We wait for a follow-through day (FTD) to confirm the uptrend, as most major rallies in the market start with a FTD. The start of a major stock market uptrend is difficult to identify if you rely on headlines and news. The best part is over by the time reporters figure out what's going on in the stock market.
At MarketSmith India, we have a defined set of rules to identify the upturn in the market; this removes any personal bias.
It relies on a follow-through day (FTD), a device identified by historical research.
FTD occurs if a benchmark index (Nifty in our case) delivers a strong gain on volume higher than the previous session. That big gain in rising volume is FTD, which confirms that a new uptrend is underway.
A follow-through day can't pick the exact day that the market bottoms out, but it can get you close to the bottom. The most powerful follow-throughs usually occur on the fourth to the seventh day of the attempted rally.

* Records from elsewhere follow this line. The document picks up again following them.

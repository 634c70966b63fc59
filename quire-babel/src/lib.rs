//! Interchange engine for quire documents
//!
//!     The editor keeps documents as a typed tree of block and inline nodes. This crate owns
//!     that tree's contract (the schema) and every conversion in and out of it: HTML for display
//!     and clipboard, extended Markdown for export to the docs site, plain text for search, and
//!     the lossless document JSON. It also hosts the pure editing commands that the editor binds
//!     to keys.
//!
//!     This is a pure lib: no I/O, no environment, no printing. The CLI (quire-cli) and the
//!     configuration layer (quire-config) sit on top of it.
//!
//! Architecture
//!
//!     .
//!     ├── schema                  # Node/mark types, attribute normalization, content constraints
//!     ├── model                   # Node tree, positions, selections
//!     ├── common                  # DOM and CSS helpers shared by html and markdown
//!     ├── format.rs               # Format trait and Direction
//!     ├── registry.rs             # FormatRegistry built from FormatOptions
//!     ├── formats
//!     │   ├── html                # renderer + parser
//!     │   ├── markdown            # HTML → Markdown rules, Markdown import
//!     │   ├── text                # plain-text extraction
//!     │   ├── json                # document JSON
//!     │   └── treeviz             # debugging tree view
//!     └── commands                # key commands and transactions
//!
//!     The schema is the leaf everything else depends on. Every way a node can come into
//!     existence (builders, HTML parse, JSON payloads) routes its attributes through
//!     `schema::normalize_attrs` and its children through `schema::content::fit` or
//!     `schema::validate`, so the rest of the crate can rely on well-formed trees.
//!
//! Markdown
//!
//!     Markdown export goes through HTML: the tree is rendered, then the HTML is converted by an
//!     ordered rule list (first match wins). This keeps the Markdown output identical whether it
//!     starts from a tree or from HTML pasted from elsewhere. Import goes the other way: comrak
//!     renders CommonMark to HTML, which the HTML parser turns into a tree.
//!
//! Commands
//!
//!     Commands never touch the document. They read an `EditorState` and return a `Transaction`
//!     (or decline); the caller applies it, and application either fully succeeds with a valid
//!     tree or leaves everything as it was.
//!
//! Testing
//!     tests
//!     ├── <format>
//!     │   └── <testname>.rs
//!     └── fixtures
//!
//!     Note that rust does not by default discover tests in subdirectories, so we need to include
//!     these in the mod.
pub mod commands;
pub mod common;
pub mod error;
pub mod format;
pub mod formats;
pub mod model;
pub mod registry;
pub mod schema;

pub use commands::{EditorState, Key, Keymap, Outcome, Transaction};
pub use error::FormatError;
pub use format::{Direction, Format};
pub use model::{Attrs, Mark, Node, TextSelection};
pub use registry::{FormatOptions, FormatRegistry};
pub use schema::{MarkType, NodeType};

use formats::markdown::MarkdownOptions;

/// Render a tree to the editor's HTML.
pub fn render_html(doc: &Node) -> Result<String, FormatError> {
    formats::html::serialize_to_html(doc)
}

/// Parse HTML into a fitted, normalized tree.
pub fn parse_html(html: &str) -> Result<Node, FormatError> {
    formats::html::parse_from_html(html)
}

/// Convert editor HTML to extended Markdown with the default options.
pub fn to_markdown(html: &str) -> String {
    formats::markdown::html_to_markdown(html, &MarkdownOptions::default())
}

/// Flatten a tree to plain text.
pub fn to_text(doc: &Node) -> String {
    formats::text::serialize_to_text(doc)
}
//! The set of interchange formats a tool works with
//!
//! A registry is built once from a [`FormatOptions`] bundle, usually derived from the user's
//! configuration, so every format it hands out already carries the configured code-block
//! languages, Markdown delimiters and text separators. Lookups go by the name used on the
//! command line (`--from`/`--to`) or by a file's extension.

use crate::error::FormatError;
use crate::format::{Direction, Format};
use crate::formats::{
    HtmlFormat, HtmlOptions, JsonFormat, MarkdownFormat, MarkdownOptions, TextFormat,
    TextOptions, TreevizFormat, TreevizOptions,
};
use crate::model::Node;
use std::collections::HashMap;

/// Options for every built-in format.
///
/// Markdown export renders through HTML first, so the Markdown format receives the HTML
/// options as well.
#[derive(Debug, Clone)]
pub struct FormatOptions {
    pub html: HtmlOptions,
    pub markdown: MarkdownOptions,
    pub text: TextOptions,
    pub treeviz: TreevizOptions,
    pub pretty_json: bool,
}

impl Default for FormatOptions {
    fn default() -> Self {
        FormatOptions {
            html: HtmlOptions::default(),
            markdown: MarkdownOptions::default(),
            text: TextOptions::default(),
            treeviz: TreevizOptions::default(),
            pretty_json: true,
        }
    }
}

/// The built-in formats, kept in name order.
pub struct FormatRegistry {
    formats: Vec<Box<dyn Format>>,
}

impl FormatRegistry {
    pub fn new(options: &FormatOptions) -> Self {
        let mut formats: Vec<Box<dyn Format>> = vec![
            Box::new(HtmlFormat::new(options.html.clone())),
            Box::new(JsonFormat::new(options.pretty_json)),
            Box::new(MarkdownFormat::new(
                options.markdown.clone(),
                options.html.clone(),
            )),
            Box::new(TextFormat::new(options.text.clone())),
            Box::new(TreevizFormat::new(options.treeviz)),
        ];
        formats.sort_by(|a, b| a.name().cmp(b.name()));
        FormatRegistry { formats }
    }

    pub fn get(&self, name: &str) -> Result<&dyn Format, FormatError> {
        self.formats
            .iter()
            .find(|format| format.name() == name)
            .map(|format| format.as_ref())
            .ok_or_else(|| FormatError::FormatNotFound(name.to_string()))
    }

    pub fn list_formats(&self) -> Vec<String> {
        self.formats.iter().map(|f| f.name().to_string()).collect()
    }

    /// Name of the format owning the file's extension, compared case-insensitively.
    ///
    /// Both `.md` and `.markdown` map to markdown, `.htm` to html, and `.tree` to treeviz.
    pub fn detect_format_from_filename(&self, filename: &str) -> Option<String> {
        let extension = std::path::Path::new(filename)
            .extension()
            .and_then(|ext| ext.to_str())?
            .to_ascii_lowercase();
        self.formats
            .iter()
            .find(|format| format.file_extensions().contains(&extension.as_str()))
            .map(|format| format.name().to_string())
    }

    /// Parse `source` into a validated tree.
    pub fn parse(&self, source: &str, format: &str) -> Result<Node, FormatError> {
        let fmt = self.capable(format, Direction::Import)?;
        tracing::debug!(format, bytes = source.len(), "parsing");
        fmt.parse(source)
    }

    pub fn serialize(&self, doc: &Node, format: &str) -> Result<String, FormatError> {
        self.serialize_with_options(doc, format, &HashMap::new())
    }

    /// Serialize with `--extra-*` overrides for this one call.
    pub fn serialize_with_options(
        &self,
        doc: &Node,
        format: &str,
        options: &HashMap<String, String>,
    ) -> Result<String, FormatError> {
        let fmt = self.capable(format, Direction::Export)?;
        tracing::debug!(format, options = options.len(), "serializing");
        fmt.serialize_with_options(doc, options)
    }

    /// Parse in one format and serialize in another.
    pub fn convert(
        &self,
        source: &str,
        from: &str,
        to: &str,
        options: &HashMap<String, String>,
    ) -> Result<String, FormatError> {
        // fail on an unknown target before doing the parse
        self.capable(to, Direction::Export)?;
        let doc = self.parse(source, from)?;
        self.serialize_with_options(&doc, to, options)
    }

    fn capable(&self, name: &str, wanted: Direction) -> Result<&dyn Format, FormatError> {
        let format = self.get(name)?;
        let direction = format.direction();
        let (ok, verb) = match wanted {
            Direction::Import => (direction.can_parse(), "parsing"),
            _ => (direction.can_serialize(), "serialization"),
        };
        if ok {
            Ok(format)
        } else {
            Err(FormatError::NotSupported(format!(
                "Format '{name}' does not support {verb}"
            )))
        }
    }
}

impl Default for FormatRegistry {
    fn default() -> Self {
        Self::new(&FormatOptions::default())
    }
}
//! Editing commands
//!
//! Commands are pure: they read an [`EditorState`] and either decline or hand
//! back a [`Transaction`]. Nothing is mutated until the caller applies the
//! transaction, and a transaction that would break the schema fails as a
//! whole.
//!
//! Key-bound commands implement [`KeyCommand`] and are dispatched through a
//! [`Keymap`]: handlers run in registration order and the first one that does
//! not decline wins.

pub mod code_block;
pub mod merge;
pub mod transaction;
pub mod wrap;

pub use code_block::CodeIndent;
pub use merge::ContainerMerge;
pub use transaction::{EditError, Step, Transaction};
pub use wrap::{set_node, toggle_wrap};

use crate::model::{Node, TextSelection};
use crate::schema::NodeType;
use std::fmt;
use std::str::FromStr;

/// Keys the keymap dispatches on.
#[derive(Debug, Clone, Copy, PartialEq, Eq, Hash)]
pub enum Key {
    Backspace,
    Delete,
    Enter,
    Tab,
}

impl Key {
    pub const ALL: &'static [Key] = &[Key::Backspace, Key::Delete, Key::Enter, Key::Tab];

    pub fn name(self) -> &'static str {
        match self {
            Key::Backspace => "Backspace",
            Key::Delete => "Delete",
            Key::Enter => "Enter",
            Key::Tab => "Tab",
        }
    }
}

impl fmt::Display for Key {
    fn fmt(&self, f: &mut fmt::Formatter<'_>) -> fmt::Result {
        f.write_str(self.name())
    }
}

impl FromStr for Key {
    type Err = String;

    fn from_str(s: &str) -> Result<Self, Self::Err> {
        Key::ALL
            .iter()
            .copied()
            .find(|key| key.name().eq_ignore_ascii_case(s))
            .ok_or_else(|| format!("Unknown key '{s}'"))
    }
}

/// A document with a selection.
#[derive(Debug, Clone, PartialEq)]
pub struct EditorState {
    pub doc: Node,
    pub selection: TextSelection,
}

impl EditorState {
    pub fn new(doc: Node, selection: TextSelection) -> Self {
        EditorState { doc, selection }
    }

    /// The state after `transaction`; `self` is left as it was on error.
    pub fn apply(&self, transaction: &Transaction) -> Result<EditorState, EditError> {
        let (doc, selection) = transaction.apply(&self.doc, self.selection)?;
        Ok(EditorState { doc, selection })
    }

    /// Dry-run `transaction`, turning failure into a decline.
    pub(crate) fn check(&self, command: &str, transaction: Transaction) -> Outcome {
        match transaction.apply(&self.doc, self.selection) {
            Ok(_) => Outcome::Apply(transaction),
            Err(err) => {
                tracing::debug!(command, error = %err, "declined: transaction does not apply");
                Outcome::Decline
            }
        }
    }
}

/// What a command decided.
#[derive(Debug, Clone, PartialEq)]
pub enum Outcome {
    Decline,
    Apply(Transaction),
}

impl Outcome {
    pub fn is_decline(&self) -> bool {
        matches!(self, Outcome::Decline)
    }

    pub fn transaction(self) -> Option<Transaction> {
        match self {
            Outcome::Apply(tr) => Some(tr),
            Outcome::Decline => None,
        }
    }
}

/// A command bound to keys.
pub trait KeyCommand: Send + Sync {
    fn name(&self) -> &str;

    fn run(&self, state: &EditorState, key: Key) -> Outcome;
}

/// Ordered key handlers.
#[derive(Default)]
pub struct Keymap {
    commands: Vec<Box<dyn KeyCommand>>,
}

impl Keymap {
    pub fn new() -> Self {
        Self::default()
    }

    pub fn register<C: KeyCommand + 'static>(&mut self, command: C) {
        self.commands.push(Box::new(command));
    }

    /// Run handlers in order until one does not decline.
    pub fn handle(&self, state: &EditorState, key: Key) -> Outcome {
        for command in &self.commands {
            let outcome = command.run(state, key);
            if !outcome.is_decline() {
                tracing::trace!(command = command.name(), %key, "key handled");
                return outcome;
            }
        }
        Outcome::Decline
    }

    pub fn names(&self) -> Vec<&str> {
        self.commands.iter().map(|c| c.name()).collect()
    }

    /// Container merges for callouts and tabs, then code indentation.
    pub fn with_defaults() -> Self {
        let mut keymap = Keymap::new();
        keymap.register(ContainerMerge::new(NodeType::Callout));
        keymap.register(ContainerMerge::new(NodeType::Tab));
        keymap.register(ContainerMerge::new(NodeType::Tabs));
        keymap.register(CodeIndent);
        keymap
    }
}
//! Shared icon mapping for tree visualization
//!
//! One Unicode character per node type so that `treeviz` output (and anything
//! else that draws trees, like `quire inspect`) stays consistent.

use crate::schema::NodeType;

/// Get the Unicode icon for a node type
pub fn get_icon(node_type: NodeType) -> &'static str {
    match node_type {
        NodeType::Doc => "⧉",
        NodeType::Paragraph => "¶",
        NodeType::Text => "◦",
        NodeType::Heading => "§",
        NodeType::Blockquote => "❝",
        NodeType::BulletList | NodeType::OrderedList => "☰",
        NodeType::ListItem => "•",
        NodeType::TaskList => "☑",
        NodeType::TaskItem => "☐",
        NodeType::CodeBlock => "𝒱",
        NodeType::HorizontalRule => "⎯",
        NodeType::HardBreak => "↵",
        NodeType::Callout => "ℹ",
        NodeType::Tabs => "⊟",
        NodeType::Tab => "⊤",
        NodeType::Details => "▸",
        NodeType::DetailsSummary => "⊤",
        NodeType::DetailsContent => "➔",
        NodeType::MathInline | NodeType::MathBlock => "√",
        NodeType::Table => "▦",
        NodeType::TableRow => "═",
        NodeType::TableHeader | NodeType::TableCell => "▢",
        NodeType::Image => "▣",
        NodeType::Video | NodeType::Youtube => "▶",
        NodeType::Attachment => "⎘",
        NodeType::Embed => "⧈",
        NodeType::Drawio | NodeType::Excalidraw => "✎",
    }
}
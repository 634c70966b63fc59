//! HTML parsing (HTML → node tree)
//!
//! Elements are matched against an ordered list of parse rules, first match
//! wins. Elements matching no node rule may still add a mark; anything else is
//! transparent and its children are parsed in place. Every node's children are
//! then fitted to its content constraint, so the result always validates.

use super::HtmlOptions;
use crate::common::{css, dom};
use crate::error::FormatError;
use crate::model::{Attrs, Mark, Node};
use crate::schema::content::{fit_parsed, ContentConstraint};
use crate::schema::{self, HtmlAttr, MarkType, NodeType};
use markup5ever_rcdom::Handle;
use serde_json::Value;

/// Elements whose subtree never contributes content
const IGNORED_TAGS: &[&str] = &[
    "head", "script", "style", "template", "title", "meta", "link", "noscript",
];

/// Tag plus an attribute predicate
struct ParseRule {
    node_type: NodeType,
    tag: &'static str,
    /// Required `data-type` value
    data_type: Option<&'static str>,
    /// Required attribute (presence only)
    attr: Option<&'static str>,
    /// Extra structural test
    check: Option<fn(&Handle) -> bool>,
}

impl ParseRule {
    const fn tag(node_type: NodeType, tag: &'static str) -> Self {
        ParseRule {
            node_type,
            tag,
            data_type: None,
            attr: None,
            check: None,
        }
    }

    const fn typed(node_type: NodeType, tag: &'static str, data_type: &'static str) -> Self {
        ParseRule {
            node_type,
            tag,
            data_type: Some(data_type),
            attr: None,
            check: None,
        }
    }

    const fn checked(node_type: NodeType, tag: &'static str, check: fn(&Handle) -> bool) -> Self {
        ParseRule {
            node_type,
            tag,
            data_type: None,
            attr: None,
            check: Some(check),
        }
    }

    fn matches(&self, element: &Handle) -> bool {
        if !dom::is_element(element, self.tag) {
            return false;
        }
        if let Some(expected) = self.data_type {
            if dom::attr(element, "data-type").as_deref() != Some(expected) {
                return false;
            }
        }
        if let Some(check) = self.check {
            if !check(element) {
                return false;
            }
        }
        self.attr.map_or(true, |name| dom::has_attr(element, name))
    }
}

/// Specific rules come before the generic tag rules they shadow.
static PARSE_RULES: &[ParseRule] = &[
    ParseRule::typed(NodeType::Callout, "div", "callout"),
    ParseRule::typed(NodeType::Tabs, "div", "tabs"),
    ParseRule::typed(NodeType::Tab, "div", "tab"),
    ParseRule::typed(NodeType::DetailsContent, "div", "detailsContent"),
    ParseRule::typed(NodeType::MathBlock, "div", "mathBlock"),
    ParseRule::typed(NodeType::Attachment, "div", "attachment"),
    ParseRule::typed(NodeType::Embed, "div", "embed"),
    ParseRule::typed(NodeType::Drawio, "div", "drawio"),
    ParseRule::typed(NodeType::Excalidraw, "div", "excalidraw"),
    ParseRule {
        node_type: NodeType::Youtube,
        tag: "div",
        data_type: None,
        attr: Some("data-youtube-video"),
        check: None,
    },
    ParseRule::typed(NodeType::MathInline, "span", "mathInline"),
    ParseRule::typed(NodeType::TaskList, "ul", "taskList"),
    ParseRule::typed(NodeType::TaskItem, "li", "taskItem"),
    // GitHub-style: a list whose items all open with a checkbox
    ParseRule::checked(NodeType::TaskList, "ul", is_checkbox_list),
    ParseRule::checked(NodeType::TaskItem, "li", is_checkbox_item),
    ParseRule::tag(NodeType::Details, "details"),
    ParseRule::tag(NodeType::DetailsSummary, "summary"),
    ParseRule::tag(NodeType::CodeBlock, "pre"),
    ParseRule::tag(NodeType::Heading, "h1"),
    ParseRule::tag(NodeType::Heading, "h2"),
    ParseRule::tag(NodeType::Heading, "h3"),
    ParseRule::tag(NodeType::Heading, "h4"),
    ParseRule::tag(NodeType::Heading, "h5"),
    ParseRule::tag(NodeType::Heading, "h6"),
    ParseRule::tag(NodeType::Paragraph, "p"),
    ParseRule::tag(NodeType::Blockquote, "blockquote"),
    ParseRule::tag(NodeType::BulletList, "ul"),
    ParseRule::tag(NodeType::OrderedList, "ol"),
    ParseRule::tag(NodeType::ListItem, "li"),
    ParseRule::tag(NodeType::HorizontalRule, "hr"),
    ParseRule::tag(NodeType::HardBreak, "br"),
    ParseRule::tag(NodeType::Image, "img"),
    ParseRule::tag(NodeType::Video, "video"),
    ParseRule::tag(NodeType::Table, "table"),
    ParseRule::tag(NodeType::TableRow, "tr"),
    ParseRule::tag(NodeType::TableHeader, "th"),
    ParseRule::tag(NodeType::TableCell, "td"),
];

/// Parse HTML with default options
pub fn parse_from_html(source: &str) -> Result<Node, FormatError> {
    parse_from_html_with_options(source, &HtmlOptions::default())
}

/// Parse an HTML document or fragment into a `doc` node
pub fn parse_from_html_with_options(
    source: &str,
    options: &HtmlOptions,
) -> Result<Node, FormatError> {
    let dom = dom::parse_html(source);
    let body = dom::find_body(&dom.document)
        .ok_or_else(|| FormatError::ParseError("HTML has no body".to_string()))?;

    let parser = DomParser { options };
    let children = parser.parse_children(&body, &[]);
    let doc = Node::doc(fit_parsed(NodeType::Doc, children));
    schema::validate(&doc)?;
    Ok(doc)
}

struct DomParser<'a> {
    options: &'a HtmlOptions,
}

impl DomParser<'_> {
    fn parse_children(&self, parent: &Handle, marks: &[Mark]) -> Vec<Node> {
        let mut out = Vec::new();
        for child in dom::children(parent) {
            if let Some(text) = dom::text(&child) {
                let text = collapse_whitespace(&text);
                if !text.is_empty() {
                    out.push(Node::text(text).with_marks(marks.to_vec()));
                }
            } else if dom::tag_name(&child).is_some() {
                out.extend(self.parse_element(&child, marks));
            }
        }
        out
    }

    fn parse_element(&self, element: &Handle, marks: &[Mark]) -> Vec<Node> {
        let Some(tag) = dom::tag_name(element) else {
            return Vec::new();
        };
        if IGNORED_TAGS.contains(&tag) {
            return Vec::new();
        }
        if let Some(rule) = PARSE_RULES.iter().find(|rule| rule.matches(element)) {
            return self.build_node(rule.node_type, element, marks);
        }
        if let Some(mark) = match_mark(element) {
            let mut marks = marks.to_vec();
            marks.retain(|m| m.mark_type != mark.mark_type);
            marks.push(mark);
            return self.parse_children(element, &marks);
        }
        tracing::trace!(tag, "no parse rule matched, parsing children in place");
        self.parse_children(element, marks)
    }

    /// Build a node; textblocks holding blocks are split around them.
    fn build_node(&self, node_type: NodeType, element: &Handle, marks: &[Mark]) -> Vec<Node> {
        let attrs = self.parse_attrs(node_type, element);
        let node = Node::new(node_type).with_attrs(&attrs);
        match node_type.spec().content {
            ContentConstraint::Leaf => vec![node],
            ContentConstraint::Text => {
                let text = code_text(element);
                let children = if text.is_empty() {
                    Vec::new()
                } else {
                    vec![Node::text(text)]
                };
                vec![node.with_content(children)]
            }
            ContentConstraint::Inline => {
                split_textblock(node, self.parse_children(element, marks))
            }
            _ => {
                let children = self.parse_children(element, marks);
                vec![node.with_content(fit_parsed(node_type, children))]
            }
        }
    }

    fn parse_attrs(&self, node_type: NodeType, element: &Handle) -> Attrs {
        let mut raw = Attrs::new();
        for spec in node_type.spec().attrs {
            match spec.html {
                HtmlAttr::Attr(name) => {
                    if let Some(value) = dom::attr(element, name) {
                        raw.insert(spec.name.to_string(), Value::String(value));
                    }
                }
                HtmlAttr::Flag(name) => {
                    if let Some(value) = dom::attr(element, name) {
                        raw.insert(spec.name.to_string(), Value::Bool(value != "false"));
                    }
                }
                HtmlAttr::Custom => {}
            }
        }

        match node_type {
            NodeType::Heading => {
                let level = dom::tag_name(element)
                    .and_then(|tag| tag.strip_prefix('h'))
                    .and_then(|n| n.parse::<i64>().ok());
                if let Some(level) = level {
                    raw.insert("level".to_string(), Value::from(level));
                }
            }
            NodeType::CodeBlock => self.code_block_attrs(element, &mut raw),
            NodeType::TaskItem if !raw.contains_key("checked") => {
                if let Some(checkbox) = leading_checkbox(element) {
                    raw.insert(
                        "checked".to_string(),
                        Value::Bool(dom::has_attr(&checkbox, "checked")),
                    );
                }
            }
            NodeType::MathInline | NodeType::MathBlock => {
                raw.insert(
                    "text".to_string(),
                    Value::String(dom::text_content(element)),
                );
            }
            NodeType::Youtube => {
                if let Some(iframe) = dom::find_first(element, &|n| dom::is_element(n, "iframe")) {
                    for name in ["src", "width", "height"] {
                        if let Some(value) = dom::attr(&iframe, name) {
                            raw.insert(name.to_string(), Value::String(value));
                        }
                    }
                }
            }
            _ => {}
        }
        raw
    }

    /// Language and title live on the first child element (`<code>`).
    fn code_block_attrs(&self, pre: &Handle, raw: &mut Attrs) {
        let code = dom::first_element_child(pre);
        let prefix = self.options.language_class_prefix.as_str();

        let language = code.as_ref().and_then(|code| {
            dom::class_list(code)
                .iter()
                .find_map(|class| class.strip_prefix(prefix).map(str::to_string))
                .filter(|lang| !lang.is_empty())
        });
        let language = match language {
            Some(lang) => Some(self.options.languages.canonical(&lang).to_string()),
            None => self.options.default_language.clone(),
        };
        if let Some(language) = language {
            raw.insert("language".to_string(), Value::String(language));
        }

        if let Some(title) = code.as_ref().and_then(|code| dom::attr(code, "data-title")) {
            raw.insert("title".to_string(), Value::String(title));
        }
    }
}

/// Mark added by a formatting element, if any.
fn match_mark(element: &Handle) -> Option<Mark> {
    let tag = dom::tag_name(element)?;
    let mark = match tag {
        "strong" | "b" => Mark::new(MarkType::Bold),
        "em" | "i" => Mark::new(MarkType::Italic),
        "u" => Mark::new(MarkType::Underline),
        "s" | "del" | "strike" => Mark::new(MarkType::Strike),
        "code" => Mark::new(MarkType::Code),
        "sub" => Mark::new(MarkType::Subscript),
        "sup" => Mark::new(MarkType::Superscript),
        "a" => {
            let href = dom::attr(element, "href")?;
            let mark = Mark::new(MarkType::Link).with_attr("href", href);
            match dom::attr(element, "target") {
                Some(target) => mark.with_attr("target", target),
                None => mark,
            }
        }
        "mark" => {
            let color = dom::attr(element, "data-color").or_else(|| {
                dom::attr(element, "style")
                    .and_then(|style| css::property_value(&style, "background-color"))
            });
            match color {
                Some(color) => Mark::new(MarkType::Highlight).with_attr("color", color),
                None => Mark::new(MarkType::Highlight),
            }
        }
        "span" => {
            if let Some(id) = dom::attr(element, "data-comment-id") {
                Mark::new(MarkType::Comment).with_attr("commentId", id)
            } else {
                let style = dom::attr(element, "style")?;
                let color = css::property_value(&style, "color")?;
                Mark::new(MarkType::TextStyle).with_attr("color", color)
            }
        }
        _ => return None,
    };
    Some(mark)
}

/// The checkbox a list item opens with, looking through a leading `<p>`.
fn leading_checkbox(li: &Handle) -> Option<Handle> {
    for child in dom::children(li) {
        if let Some(text) = dom::text(&child) {
            if text.trim().is_empty() {
                continue;
            }
            return None;
        }
        if dom::is_element(&child, "input") {
            return (dom::attr(&child, "type").as_deref() == Some("checkbox")).then_some(child);
        }
        if dom::is_element(&child, "p") {
            return leading_checkbox(&child);
        }
        if dom::tag_name(&child).is_some() {
            return None;
        }
    }
    None
}

fn is_checkbox_list(ul: &Handle) -> bool {
    let items = dom::element_children(ul);
    !items.is_empty()
        && items
            .iter()
            .all(|li| dom::is_element(li, "li") && leading_checkbox(li).is_some())
}

fn is_checkbox_item(li: &Handle) -> bool {
    dom::parent(li).is_some_and(|ul| dom::is_element(&ul, "ul") && is_checkbox_list(&ul))
}

/// Split a textblock's children at block nodes, hoisting the blocks out.
fn split_textblock(template: Node, children: Vec<Node>) -> Vec<Node> {
    let node_type = template.node_type;
    if children.iter().all(|c| c.node_type.is_inline()) {
        return vec![template.with_content(fit_parsed(node_type, children))];
    }

    let mut out = Vec::new();
    let mut run = Vec::new();
    for child in children {
        if child.node_type.is_inline() {
            run.push(child);
            continue;
        }
        let content = fit_parsed(node_type, std::mem::take(&mut run));
        if !content.is_empty() {
            out.push(template.clone().with_content(content));
        }
        out.push(child);
    }
    let content = fit_parsed(node_type, run);
    if !content.is_empty() {
        out.push(template.with_content(content));
    }
    out
}

/// Raw text of a code block: text nodes verbatim, `<br>` as a newline.
fn code_text(element: &Handle) -> String {
    fn collect(node: &Handle, out: &mut String) {
        if let Some(text) = dom::text(node) {
            out.push_str(&text);
        } else if dom::is_element(node, "br") {
            out.push('\n');
        }
        for child in dom::children(node) {
            collect(&child, out);
        }
    }
    let mut out = String::new();
    for child in dom::children(element) {
        collect(&child, &mut out);
    }
    out
}

/// Collapse runs of ASCII whitespace into a single space.
fn collapse_whitespace(text: &str) -> String {
    let mut out = String::with_capacity(text.len());
    let mut in_space = false;
    for c in text.chars() {
        if matches!(c, ' ' | '\t' | '\n' | '\r' | '\u{c}') {
            if !in_space {
                out.push(' ');
            }
            in_space = true;
        } else {
            out.push(c);
            in_space = false;
        }
    }
    out
}
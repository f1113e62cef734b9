//! Bounded-concurrency task runner.
//!
//! A [`Semaphore`] with `limit` permits is the admission gate and a
//! [`JoinSet`] is the completion barrier. The dispatch loop acquires an owned
//! permit *before* spawning, so it suspends while `limit` tasks are running;
//! the permit moves into the task and is released by `Drop` on every exit,
//! including a panic.

use std::future::Future;
use std::sync::Arc;
use thiserror::Error;
use tokio::sync::Semaphore;
use tokio::task::JoinSet;
use tracing::{debug, warn};

/// A task that did not produce an output.
#[derive(Debug, Clone, PartialEq, Eq, Error)]
#[error("task {index} did not complete: {detail}")]
pub struct TaskAborted {
    /// Dispatch position of the task.
    pub index: usize,
    pub detail: String,
}

/// Run `task` once per item with at most `limit` running at any instant.
///
/// Returns after every spawned task has finished, with results in input
/// order. A `limit` of zero is treated as one.
pub async fn run_bounded<I, O, F, Fut>(
    items: Vec<I>,
    limit: usize,
    task: F,
) -> Vec<Result<O, TaskAborted>>
where
    I: Send + 'static,
    O: Send + 'static,
    F: Fn(I) -> Fut,
    Fut: Future<Output = O> + Send + 'static,
{
    let total = items.len();
    let gate = Arc::new(Semaphore::new(limit.max(1)));
    let mut set = JoinSet::new();

    for (index, item) in items.into_iter().enumerate() {
        // The gate lives until this function returns and is never closed, so
        // acquisition cannot fail; stop dispatching if it ever does.
        let Ok(permit) = Arc::clone(&gate).acquire_owned().await else {
            warn!("admission gate closed after {index} of {total} tasks");
            break;
        };
        let fut = task(item);
        set.spawn(async move {
            let _permit = permit;
            (index, fut.await)
        });
        debug!("admitted task {}/{}", index + 1, total);
    }

    let mut slots: Vec<Option<O>> = std::iter::repeat_with(|| None).take(total).collect();
    while let Some(joined) = set.join_next().await {
        match joined {
            Ok((index, output)) => slots[index] = Some(output),
            Err(e) => warn!("conversion task failed to join: {e}"),
        }
    }

    slots
        .into_iter()
        .enumerate()
        .map(|(index, slot)| {
            slot.ok_or_else(|| TaskAborted {
                index,
                detail: "task panicked or was never dispatched".to_string(),
            })
        })
        .collect()
}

There will be cases in which confirmed rallies fail. A few large institutional investors, who have large funds, can run up the market on a particular day and create an impression of a follow-through. Hence, FTD should be used with other indicators to provide firm evidence. One of the other indicators is to check if fundamentally good stocks are breaking out of sound bases.
A follow-through signal doesn’t mean investors should go and buy with abandon. It just gives you the go-ahead to choose high-quality stocks with strong sales and EPS growth as they break out of their bases.